Mu, delta, and kappa opioid receptor agonists induce peripheral antinociception by activation of endogenous noradrenergic system.

Opioid receptor agonists induce noradrenaline release in the supraspinal, spinal, and peripheral sites. Endogenous noradrenaline release can induce an antinociceptive effect by activation of the α(2) adrenoceptor. This interaction between the opioid and the adrenergic systems could be the alternative mechanism by which opioid receptor agonists mediate peripheral antinociception.

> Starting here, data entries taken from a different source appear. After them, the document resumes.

// database/isolation.rs - Storage-session isolation primitive
//
// Row-level security policies read a session setting (by default
// `app.current_tenant_id`). This module owns setting and clearing it on a
// pooled Postgres connection, and makes sure a connection that may still
// carry a tenant binding is closed rather than handed back to the pool.

use async_trait::async_trait;
use axum::http::StatusCode;
use sqlx::pool::PoolConnection;
use sqlx::{PgConnection, PgPool, Postgres, Transaction};

use crate::config::BindingScope;
use crate::database::manager::DatabaseError;

/// How the business part of a call ended
#[derive(Debug, Clone, Copy, PartialEq, Eq)]
pub enum CallOutcome {
    Completed,
    Failed,
}

impl CallOutcome {
    pub fn from_status(status: StatusCode) -> Self {
        if status.is_success() || status.is_redirection() {
            CallOutcome::Completed
        } else {
            CallOutcome::Failed
        }
    }
}

/// Storage collaborator that binds a tenant into a session
#[async_trait]
pub trait IsolationPrimitive: Send + Sync + 'static {
    type Session: Send + 'static;

    /// Take a session out of the pool for the exclusive use of one call
    async fn acquire(&self) -> Result<Self::Session, DatabaseError>;

    async fn set_isolation_variable(
        &self,
        session: &mut Self::Session,
        tenant_key: &str,
    ) -> Result<(), DatabaseError>;

    /// Remove the binding. `outcome` decides commit/rollback for transaction-scoped sessions.
    async fn clear_isolation_variable(
        &self,
        session: &mut Self::Session,
        outcome: CallOutcome,
    ) -> Result<(), DatabaseError>;

    /// Hand the session back. With `reusable == false` the pool must discard it.
    fn release(&self, session: Self::Session, reusable: bool);
}

/// Postgres implementation of [`IsolationPrimitive`]
pub struct PgIsolation {
    pool: PgPool,
    variable: String,
    scope: BindingScope,
}

impl PgIsolation {
    pub fn new(pool: PgPool, variable: impl Into<String>, scope: BindingScope) -> Result<Self, DatabaseError> {
        let variable = variable.into();
        if !is_valid_setting_name(&variable) {
            return Err(DatabaseError::InvalidSettingName(variable));
        }
        Ok(Self { pool, variable, scope })
    }

    pub fn scope(&self) -> BindingScope {
        self.scope
    }
}

/// Custom settings must be `prefix.name`; the name is spliced into `RESET`, so
/// nothing beyond lowercase identifiers is accepted.
pub fn is_valid_setting_name(name: &str) -> bool {
    fn ident(part: &str) -> bool {
        let mut chars = part.chars();
        matches!(chars.next(), Some(c) if c.is_ascii_lowercase() || c == '_')
            && chars.all(|c| c.is_ascii_lowercase() || c.is_ascii_digit() || c == '_')
    }

    match name.split_once('.') {
        Some((prefix, rest)) => ident(prefix) && ident(rest),
        None => false,
    }
}

enum SessionInner {
    Pooled(PoolConnection<Postgres>),
    Transaction(Transaction<'static, Postgres>),
}

/// A connection owned by one call.
///
/// While `bound` is set the connection may carry a tenant binding; dropping it
/// in that state closes the connection instead of returning it to the pool.
pub struct PgSession {
    inner: Option<SessionInner>,
    bound: bool,
}

impl PgSession {
    /// The connection to run business queries on, while the session is open
    pub fn connection(&mut self) -> Option<&mut PgConnection> {
        match self.inner.as_mut()? {
            SessionInner::Pooled(conn) => Some(&mut **conn),
            SessionInner::Transaction(tx) => Some(&mut **tx),
        }
    }

    pub fn is_bound(&self) -> bool {
        self.bound
    }
}

impl Drop for PgSession {
    fn drop(&mut self) {
        if !self.bound {
            return;
        }
        match self.inner.take() {
            Some(SessionInner::Pooled(conn)) => {
                tracing::warn!("Closing pooled connection that may still carry a tenant binding");
                drop(conn.detach());
            }
            Some(SessionInner::Transaction(tx)) => {
                // set_config(..., true) dies with the transaction
                tracing::warn!("Rolling back tenant-bound transaction that was never finished");
                drop(tx);
            }
            None => {}
        }
    }
}

#[async_trait]
impl IsolationPrimitive for PgIsolation {
    type Session = PgSession;

    async fn acquire(&self) -> Result<PgSession, DatabaseError> {
        let inner = match self.scope {
            BindingScope::Session => SessionInner::Pooled(self.pool.acquire().await?),
            BindingScope::Transaction => SessionInner::Transaction(self.pool.begin().await?),
        };
        Ok(PgSession { inner: Some(inner), bound: false })
    }

    async fn set_isolation_variable(&self, session: &mut PgSession, tenant_key: &str) -> Result<(), DatabaseError> {
        let is_local = self.scope == BindingScope::Transaction;
        // a failed SET may still have reached the server
        session.bound = true;
        let conn = session
            .connection()
            .ok_or_else(|| DatabaseError::Unavailable("session already released".to_string()))?;

        sqlx::query("SELECT set_config($1, $2, $3)")
            .bind(&self.variable)
            .bind(tenant_key)
            .bind(is_local)
            .execute(conn)
            .await?;

        tracing::debug!("Set {} = {} ({:?} scope)", self.variable, tenant_key, self.scope);
        Ok(())
    }

    async fn clear_isolation_variable(&self, session: &mut PgSession, outcome: CallOutcome) -> Result<(), DatabaseError> {
        match session.inner.take() {
            Some(SessionInner::Pooled(mut conn)) => {
                let statement = format!("RESET {}", self.variable);
                let result = sqlx::query(&statement).execute(&mut *conn).await;
                session.inner = Some(SessionInner::Pooled(conn));
                result?;
            }
            Some(SessionInner::Transaction(tx)) => match outcome {
                CallOutcome::Completed => tx.commit().await?,
                CallOutcome::Failed => tx.rollback().await?,
            },
            None => {}
        }

        session.bound = false;
        tracing::debug!("Cleared {}", self.variable);
        Ok(())
    }

    fn release(&self, mut session: PgSession, reusable: bool) {
        if !reusable {
            session.bound = true;
        }
        drop(session);
    }
}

Therefore, the aim of the present study was to verify whether peripheral antinociception induced by the μ, δ, and κ opioid receptor agonists DAMGO, SNC80, and bremazocine, respectively, through the endogenous noradrenergic system. All drugs were administered locally into the right hind paw of male Wistar rats. The rat paw pressure test was used, with hyperalgesia induced by intraplantar injection of prostaglandin E(2). DAMGO, SNC80, or bremazocine elicited local dose-dependent peripheral antinociception. This peripheral effect was antagonized by the nonselective α(2) adrenoceptor antagonist yohimbine and by the selective α(2C) adrenoceptor antagonist rauwolscine but not by the selective antagonists for α(2A), α(2B), and α(2D) adrenoceptor subtypes (BRL 44 480, imiloxan, and RX 821002, respectively). The opioid-induced effect was antagonized by the nonselective α(1) adrenoceptor antagonist prazosin and by the nonselective β adrenoceptor antagonist propranolol. Guanethidine, a depletor of peripheral sympathomimetic amines, restored approximately 50-60% of the opioid-induced peripheral antinociception. Furthermore, acute injection of the noradrenaline reuptake inhibitor reboxetine intensified the antinociceptive effects of low-dose DAMGO, SNC80, or bremazocine. This study provides evidence that DAMGO, SNC80, or bremazocine induces peripheral antinociception by noradrenaline release and interaction with adrenoceptors.